I’m hitting the big ole’ RESET button on my life. Well, that’s a bit dramatic. It’s more like I’m hitting a reboot button, like when you turn your wifi off wait a couple of seconds and then turn it back on again because you had lost the connection or the internet was slower than usual. Does that make sense?
I hope so. Long story short there’s been a lot of change in my life in the past six months, most of it is fantastic some of it less so- but that’s the essence of life I suppose. Sorry, digression.
I’m cleansing my body of the three most toxic things I put into it: alcohol, processed sugar, and Diet Coke. The first one I’ve had an interesting relationship with since college where I felt I had to drink to be able to have fun or let go, I would drink to relieve the mounting stress I imposed on myself daily to achieve high academic marks, I would drink to help me forget some of the things that made me sad or angry. This was, and is a horrible relationship with alcohol. Happily that is no longer the relationship I have with alcohol (that isn’t to say I don’t overdue it occasionally and then suffer, OH do I SUFFER, the next day).
My typical consumption is a glass of white wine at dinner, or during the summer I enjoy a strong gin and tonic with a FULL LIME in it for good measure because-scurvy… Anyway I am giving up alcohol this month because I want to a) prove to myself that I can stop drinking full stop, b) I am a creature of habit and I don’t want alcohol to become a habit in my daily life, and c) alcohol promotes unhealthy weight gain plain and simple, and that is the opposite of what I am trying to do.
Sugar is the devil.
Some fats are actually really good for you.
These are two things that I have had to learn after years of being told “fats are bad for you and make you retain weight” and “need some instant energy? Have something with sugar in it!” UGH, it makes me SO ANGRY.
Anyway, I’m working on making changes in my life towards becoming a healthier me (I know, I know- where’s my cover on Women’s Health) and one of the simplest changes I could instantly make was cutting out refined sugar. And let me tell you, that stuff us in EVERYTHING. I’ve already wanted something sweet 11 times today and 9 times yesterday, this is going to be difficult for me but I know it will pay off. I hope. Dear god I hope…
Diet Coke, my love, the reason I survive.
I am unhealthily dependently addicted to the sweet sweet nectar from the silver can. This is exactly why quitting cold turkey is the only way I can kick my addiction. I have been known to polish off a 12 pack in 36hrs, I have also been known to polish off a full liter of Diet Coke in one sitting. This is unhealthy my friends, so bloody unhealthy. So I’m giving it up, at least for the short term to allow my body to recalibrate and to see what I will feel like when I’m not pumping it full of artificial colors and flavors.

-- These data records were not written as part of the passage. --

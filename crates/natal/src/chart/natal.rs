use crate::aspects::{Aspect, AspectCalculator};
use crate::ephemeris::{EphemerisSnapshot, RawBody};
use crate::error::ChartError;
use crate::houses::{resolve_houses, HouseSet};
use crate::layout::{ChartLayout, ChartLayoutEngine, LayoutSettings};
use crate::zodiac::{Body, PlanetPosition, Sign};
use chrono::{DateTime, Utc};
use log::{debug, warn};
use serde::{Deserialize, Serialize};

/// Domain facts for one birth instant and place.
#[derive(Debug, Clone, PartialEq, Serialize, Deserialize)]
pub struct NatalChart {
    pub instant: DateTime<Utc>,
    /// Sign on the first house cusp; `None` without houses.
    pub ascendant: Option<Sign>,
    pub sun_sign: Option<Sign>,
    pub moon_sign: Option<Sign>,
    pub planets: Vec<PlanetPosition>,
    pub houses: Option<HouseSet>,
    pub aspects: Vec<Aspect>,
}

impl NatalChart {
    /// Normalize an oracle snapshot into chart facts.
    ///
    /// Non-finite longitudes are rejected up front; cusps, when present, must
    /// number at least twelve.
    pub fn from_snapshot(snapshot: &EphemerisSnapshot) -> Result<Self, ChartError> {
        let planets = snapshot
            .bodies
            .iter()
            .map(body_position)
            .collect::<Result<Vec<_>, _>>()?;

        let houses = match &snapshot.cusps {
            Some(cusps) => {
                if let Some(bad) = cusps.iter().position(|c| !c.is_finite()) {
                    return Err(ChartError::NonFiniteLongitude {
                        body: format!("house {}", bad + 1),
                        value: cusps[bad],
                    });
                }
                Some(resolve_houses(cusps)?)
            }
            None => {
                warn!("snapshot for {} has no house cusps; chart has no ascendant", snapshot.instant);
                None
            }
        };

        let aspects = AspectCalculator::new().detect_aspects(&planets);
        debug!(
            "natal chart for {}: {} planets, {} aspects, houses: {}",
            snapshot.instant,
            planets.len(),
            aspects.len(),
            houses.is_some()
        );

        Ok(Self {
            instant: snapshot.instant,
            ascendant: houses.as_ref().map(HouseSet::ascendant),
            sun_sign: sign_of(&planets, Body::Sun),
            moon_sign: sign_of(&planets, Body::Moon),
            planets,
            houses,
            aspects,
        })
    }

    pub fn ascendant(&self) -> Option<Sign> {
        self.ascendant
    }

    /// House (1..=12) each planet falls in, when houses are known.
    pub fn planet_houses(&self) -> Vec<(String, u8)> {
        match &self.houses {
            Some(houses) => self
                .planets
                .iter()
                .map(|p| (p.planet.clone(), houses.house_of(p.absolute_longitude())))
                .collect(),
            None => Vec::new(),
        }
    }

    /// Chart geometry for one render pass. Without houses the wheel is
    /// rotated to Aries and carries no cusp spokes.
    pub fn layout(&self, chart_size: f64, settings: &LayoutSettings) -> Result<ChartLayout, ChartError> {
        let engine = ChartLayoutEngine::new(settings.clone());
        let layout = match &self.houses {
            Some(houses) => engine.layout_with_houses(houses, &self.planets, chart_size)?,
            None => engine.layout(Sign::Aries, &self.planets, chart_size)?,
        };

        if layout.glyphs.len() != self.planets.len() {
            warn!(
                "layout placed {} of {} planets",
                layout.glyphs.len(),
                self.planets.len()
            );
        }
        Ok(layout)
    }
}

fn sign_of(planets: &[PlanetPosition], body: Body) -> Option<Sign> {
    planets
        .iter()
        .find(|p| p.body() == Some(body))
        .map(|p| p.sign)
}

fn body_position(body: &RawBody) -> Result<PlanetPosition, ChartError> {
    if !body.longitude.is_finite() {
        return Err(ChartError::NonFiniteLongitude {
            body: body.name.clone(),
            value: body.longitude,
        });
    }
    Ok(PlanetPosition::from_longitude(
        body.name.clone(),
        body.longitude,
        body.retrograde,
    ))
}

So there’s the plan, give up the three unhealthiest things I put into my body daily and see how it goes for a month. It’s gonna suck at some points and I know I’m gonna want to quit at least once per day. Here’s the thing though, if I don’t succeed in what I’m trying to do the only person I’m really hurting is myself. I’m doing this little experiment in order to start the summer off on the right foot by finally caring about what I put into my body. You know the saying “your body is a temple and you should treat it as such?” Well it’s kinda bullshit. Beau Taplin writes:
“Listen to me, your body is not a temple. Temples can be destroyed and desecrated. Your body is a forest—thick canopies of maple trees and sweet scented wildflowers sprouting in the underwood. You will grow back, over and over, no matter how badly you are devastated.”
This is honestly one of the most beautiful things I have read recently and made me rethink how I treat myself from the ground up.